[Saved entries]

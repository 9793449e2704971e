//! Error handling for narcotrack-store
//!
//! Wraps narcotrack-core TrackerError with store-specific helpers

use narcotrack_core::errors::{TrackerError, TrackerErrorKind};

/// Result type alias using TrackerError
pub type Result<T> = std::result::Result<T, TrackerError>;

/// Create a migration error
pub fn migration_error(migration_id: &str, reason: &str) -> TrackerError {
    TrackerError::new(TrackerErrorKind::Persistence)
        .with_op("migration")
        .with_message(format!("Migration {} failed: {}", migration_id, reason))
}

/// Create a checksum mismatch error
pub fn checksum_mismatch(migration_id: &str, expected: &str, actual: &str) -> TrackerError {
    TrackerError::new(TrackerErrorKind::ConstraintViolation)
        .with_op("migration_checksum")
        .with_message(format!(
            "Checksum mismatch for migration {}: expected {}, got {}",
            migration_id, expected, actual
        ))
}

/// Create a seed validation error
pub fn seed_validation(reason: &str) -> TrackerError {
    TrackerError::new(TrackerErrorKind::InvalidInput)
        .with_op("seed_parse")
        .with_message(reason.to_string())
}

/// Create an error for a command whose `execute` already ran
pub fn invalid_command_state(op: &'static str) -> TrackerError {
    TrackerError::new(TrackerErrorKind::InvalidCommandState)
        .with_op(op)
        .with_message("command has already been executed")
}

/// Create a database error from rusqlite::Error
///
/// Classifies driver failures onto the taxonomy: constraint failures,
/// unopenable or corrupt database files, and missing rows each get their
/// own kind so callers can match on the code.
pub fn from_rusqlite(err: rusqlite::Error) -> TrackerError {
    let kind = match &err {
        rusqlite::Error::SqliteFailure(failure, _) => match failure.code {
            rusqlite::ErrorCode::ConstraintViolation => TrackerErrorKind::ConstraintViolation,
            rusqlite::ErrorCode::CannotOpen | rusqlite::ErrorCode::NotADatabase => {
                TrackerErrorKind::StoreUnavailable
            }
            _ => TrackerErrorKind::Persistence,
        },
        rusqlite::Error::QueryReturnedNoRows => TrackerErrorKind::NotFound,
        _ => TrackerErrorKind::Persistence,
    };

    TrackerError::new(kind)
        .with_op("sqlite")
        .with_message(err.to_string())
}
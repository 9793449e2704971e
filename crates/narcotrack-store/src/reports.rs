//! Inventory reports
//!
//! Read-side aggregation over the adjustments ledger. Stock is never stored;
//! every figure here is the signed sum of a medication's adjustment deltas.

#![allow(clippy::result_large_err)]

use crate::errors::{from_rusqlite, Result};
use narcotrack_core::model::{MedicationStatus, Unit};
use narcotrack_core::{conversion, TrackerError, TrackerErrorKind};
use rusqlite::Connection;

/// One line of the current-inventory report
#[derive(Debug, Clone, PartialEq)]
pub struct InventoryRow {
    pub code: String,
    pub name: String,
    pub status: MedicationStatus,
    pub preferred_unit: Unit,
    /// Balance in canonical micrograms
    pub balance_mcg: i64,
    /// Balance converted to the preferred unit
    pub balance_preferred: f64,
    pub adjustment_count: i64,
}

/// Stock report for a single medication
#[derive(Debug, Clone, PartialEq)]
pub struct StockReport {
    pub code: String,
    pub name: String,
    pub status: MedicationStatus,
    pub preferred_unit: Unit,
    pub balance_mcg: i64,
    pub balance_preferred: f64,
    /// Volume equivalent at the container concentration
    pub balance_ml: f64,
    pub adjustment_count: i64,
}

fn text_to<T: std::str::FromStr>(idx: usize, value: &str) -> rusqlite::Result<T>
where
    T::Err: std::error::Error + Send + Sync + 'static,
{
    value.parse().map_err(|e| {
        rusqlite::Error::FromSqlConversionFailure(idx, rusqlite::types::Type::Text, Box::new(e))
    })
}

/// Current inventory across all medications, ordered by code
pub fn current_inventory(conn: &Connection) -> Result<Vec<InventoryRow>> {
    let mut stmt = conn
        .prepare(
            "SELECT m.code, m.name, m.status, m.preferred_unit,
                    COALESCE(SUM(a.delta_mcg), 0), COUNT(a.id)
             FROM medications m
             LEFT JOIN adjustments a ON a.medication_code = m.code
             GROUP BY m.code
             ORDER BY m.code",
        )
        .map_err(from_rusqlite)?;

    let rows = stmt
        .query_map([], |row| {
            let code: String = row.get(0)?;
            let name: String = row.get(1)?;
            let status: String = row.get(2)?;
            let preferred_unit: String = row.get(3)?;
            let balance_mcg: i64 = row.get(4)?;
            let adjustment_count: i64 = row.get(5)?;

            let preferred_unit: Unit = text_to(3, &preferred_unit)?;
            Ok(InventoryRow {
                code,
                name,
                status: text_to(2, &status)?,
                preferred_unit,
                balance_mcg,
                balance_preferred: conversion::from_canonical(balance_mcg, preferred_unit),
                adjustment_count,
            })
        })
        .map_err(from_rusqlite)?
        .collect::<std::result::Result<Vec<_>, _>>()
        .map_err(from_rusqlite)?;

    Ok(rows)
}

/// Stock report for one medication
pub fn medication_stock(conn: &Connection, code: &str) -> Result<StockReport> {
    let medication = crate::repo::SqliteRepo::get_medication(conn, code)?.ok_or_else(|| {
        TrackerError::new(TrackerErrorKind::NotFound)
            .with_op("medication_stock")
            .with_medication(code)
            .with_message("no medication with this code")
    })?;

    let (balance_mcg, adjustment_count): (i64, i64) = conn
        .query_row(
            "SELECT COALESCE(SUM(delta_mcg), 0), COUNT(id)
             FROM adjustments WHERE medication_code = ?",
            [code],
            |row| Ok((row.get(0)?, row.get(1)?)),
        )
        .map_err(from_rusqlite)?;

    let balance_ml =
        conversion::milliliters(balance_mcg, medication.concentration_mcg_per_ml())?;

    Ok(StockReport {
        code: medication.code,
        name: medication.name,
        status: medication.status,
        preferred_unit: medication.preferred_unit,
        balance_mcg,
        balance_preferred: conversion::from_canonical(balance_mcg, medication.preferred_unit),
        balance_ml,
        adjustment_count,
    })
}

...

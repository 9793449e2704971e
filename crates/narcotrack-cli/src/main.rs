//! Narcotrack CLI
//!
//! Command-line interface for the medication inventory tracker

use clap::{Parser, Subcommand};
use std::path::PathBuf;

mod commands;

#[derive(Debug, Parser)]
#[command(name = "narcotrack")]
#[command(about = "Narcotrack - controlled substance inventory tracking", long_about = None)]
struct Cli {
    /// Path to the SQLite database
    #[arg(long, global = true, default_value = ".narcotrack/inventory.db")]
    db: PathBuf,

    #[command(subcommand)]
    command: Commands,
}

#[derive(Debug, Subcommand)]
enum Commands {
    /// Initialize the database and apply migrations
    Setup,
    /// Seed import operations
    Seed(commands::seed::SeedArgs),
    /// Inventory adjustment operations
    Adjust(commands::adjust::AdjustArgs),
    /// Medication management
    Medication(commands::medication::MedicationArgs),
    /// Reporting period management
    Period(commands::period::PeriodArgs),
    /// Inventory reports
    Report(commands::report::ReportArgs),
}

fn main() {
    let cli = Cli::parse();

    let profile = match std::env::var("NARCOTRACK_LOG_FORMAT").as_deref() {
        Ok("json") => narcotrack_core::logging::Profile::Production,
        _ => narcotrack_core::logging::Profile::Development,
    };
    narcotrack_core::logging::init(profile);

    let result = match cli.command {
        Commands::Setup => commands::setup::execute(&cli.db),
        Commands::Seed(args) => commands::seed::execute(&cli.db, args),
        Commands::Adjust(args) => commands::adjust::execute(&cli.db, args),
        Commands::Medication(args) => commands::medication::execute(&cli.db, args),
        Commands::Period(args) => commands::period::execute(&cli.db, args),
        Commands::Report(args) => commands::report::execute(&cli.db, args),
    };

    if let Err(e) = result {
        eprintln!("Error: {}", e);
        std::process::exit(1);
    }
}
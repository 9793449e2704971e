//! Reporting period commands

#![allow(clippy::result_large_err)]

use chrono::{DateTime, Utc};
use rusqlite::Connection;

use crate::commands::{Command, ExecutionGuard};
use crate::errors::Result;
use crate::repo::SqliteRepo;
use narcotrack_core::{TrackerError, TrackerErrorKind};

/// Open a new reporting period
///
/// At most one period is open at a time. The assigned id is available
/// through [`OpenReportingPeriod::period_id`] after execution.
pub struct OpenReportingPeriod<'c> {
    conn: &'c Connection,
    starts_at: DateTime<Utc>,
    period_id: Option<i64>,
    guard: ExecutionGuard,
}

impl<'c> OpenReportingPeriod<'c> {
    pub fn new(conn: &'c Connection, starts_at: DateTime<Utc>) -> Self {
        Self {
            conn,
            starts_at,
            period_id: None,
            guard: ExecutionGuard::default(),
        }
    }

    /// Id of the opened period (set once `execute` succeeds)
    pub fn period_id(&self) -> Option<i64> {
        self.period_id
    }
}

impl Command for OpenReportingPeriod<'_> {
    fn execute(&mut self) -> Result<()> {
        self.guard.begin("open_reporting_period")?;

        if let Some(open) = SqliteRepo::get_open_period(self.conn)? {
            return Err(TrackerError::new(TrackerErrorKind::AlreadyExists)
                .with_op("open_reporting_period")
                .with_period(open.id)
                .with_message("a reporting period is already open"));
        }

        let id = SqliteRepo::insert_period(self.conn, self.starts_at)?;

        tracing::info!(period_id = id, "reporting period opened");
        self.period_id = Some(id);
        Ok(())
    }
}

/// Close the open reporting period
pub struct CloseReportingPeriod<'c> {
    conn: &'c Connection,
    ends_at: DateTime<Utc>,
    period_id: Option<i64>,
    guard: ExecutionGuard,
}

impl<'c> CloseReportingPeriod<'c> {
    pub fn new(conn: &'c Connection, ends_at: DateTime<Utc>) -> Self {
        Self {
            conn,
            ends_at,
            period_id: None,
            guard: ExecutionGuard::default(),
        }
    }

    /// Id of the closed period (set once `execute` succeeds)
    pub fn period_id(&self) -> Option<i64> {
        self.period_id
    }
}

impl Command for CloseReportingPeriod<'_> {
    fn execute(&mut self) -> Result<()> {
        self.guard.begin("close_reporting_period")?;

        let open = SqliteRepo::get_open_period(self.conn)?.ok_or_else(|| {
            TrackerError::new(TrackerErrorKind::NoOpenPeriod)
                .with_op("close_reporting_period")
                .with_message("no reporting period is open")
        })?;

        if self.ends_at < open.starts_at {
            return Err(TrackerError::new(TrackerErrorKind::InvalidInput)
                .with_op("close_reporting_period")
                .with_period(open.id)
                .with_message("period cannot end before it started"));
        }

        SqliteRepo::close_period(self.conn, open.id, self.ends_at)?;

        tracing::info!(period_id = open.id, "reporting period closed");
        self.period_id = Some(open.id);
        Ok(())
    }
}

● **Try it**:
Search the entries above for "crates". Return every line that has it.

● **Problem solution**:
filename crates/narcotrack-store/src/reports.rs
filename crates/narcotrack-cli/src/main.rs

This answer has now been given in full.